Reputation: 7353
I have a class KA
, which has two methods, add()
and subtract()
, and an abstract child class KAX
. KAX
has an abstract method, multiply()
. There is another class KB
which inherits KA
, and by extension has access to KAX.multiply()
. I would like to overwrite/define KAX.multiply()
from class KB
. How to do this?
So far what I could think of is define a private method __multiply()
under class KB
, and then redefine under KB.__init__()
as follows:
self.KAX.multiply = self.__multiply()
This works. However, I am wondering if there is a better way to do what I am trying to achieve here.
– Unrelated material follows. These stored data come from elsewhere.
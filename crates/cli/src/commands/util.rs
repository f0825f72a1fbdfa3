use std::path::PathBuf;

use anyhow::{Context, Result};
use symcat_core::db::{load_catalog_config, Catalog, CatalogConfig, DEFAULT_BATCH_SIZE};
use tracing::debug;

/// Where the catalog lives and how it batches writes, as given on the command line.
#[derive(Debug, Clone)]
pub struct CatalogArgs {
    pub db: PathBuf,
    pub batch_size: Option<usize>,
    /// JSON config file. Takes precedence over `db` and `batch_size`.
    pub config: Option<PathBuf>,
}

impl CatalogArgs {
    pub fn new(db: impl Into<PathBuf>) -> Self {
        Self { db: db.into(), batch_size: None, config: None }
    }
}

/// Resolve the effective catalog config from flags or a config file.
pub fn resolve_catalog_config(args: &CatalogArgs) -> Result<CatalogConfig> {
    match &args.config {
        Some(file) => load_catalog_config(file),
        None => Ok(CatalogConfig::new(&args.db, args.batch_size.unwrap_or(DEFAULT_BATCH_SIZE))),
    }
}

/// Open the catalog described by `args`, creating or migrating it as needed.
pub fn open_catalog(args: &CatalogArgs) -> Result<Catalog> {
    let config = resolve_catalog_config(args)?;
    debug!(
        path = %config.path.display(),
        batch_size = config.batch_size,
        from_file = args.config.is_some(),
        "opening catalog"
    );
    Catalog::open_with(&config)
        .with_context(|| format!("Failed to open catalog at {}", config.path.display()))
}

/// Print `value` as pretty JSON.
pub fn print_json<T: serde::Serialize>(value: &T) -> Result<()> {
    let serialized = serde_json::to_string_pretty(value)?;
    println!("{}", serialized);
    Ok(())
}

pub fn opt_display(value: Option<&str>) -> &str {
    value.unwrap_or("(none)")
}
Thank you.
My current code:
from abc import ABC, abstractmethod
class KA():
def __init__(self):
self.A = 3
self.B = 10
self.C = self.B**self.A
@abstractmethod
def add(self): pass
@abstractmethod
def subtract(self): pass
class KAX(ABC):
@abstractmethod
def multiply(self): pass
class KB(KA):
def __init__(self, A = 3, B = 10):
#super(KB, self).__init__()
self.A = A
self.B = B
self.KAX.multiply = self.__multiply
self.KAX.multiply()
self.C = self.KAX.multiplication
def add(self):
self.addition = self.A + self.B
def subtract(self):
self.subtraction = self.A - self.B
def __multiply(self):
self.KAX.multiplication = self.A*self.B
if __name__ == '__main__':
kb = KB(A = 4, B = 2)
# check values of variables: A, B, C
print('Parameters: A, B, C')
print(''.join(['kb.{}: {}\n'.format(vname, getattr(kb,vname)) for vname in ['A', 'B', 'C']]))
# apply methods
kb.add()
kb.subtract()
kb.KAX.multiply()
# show results
result_string = 'Result: \n\t addition: {}\t | subtraction: {}\t | multiplication: {}'
print(result_string.format(kb.addition, kb.subtraction, kb.KAX.multiplication))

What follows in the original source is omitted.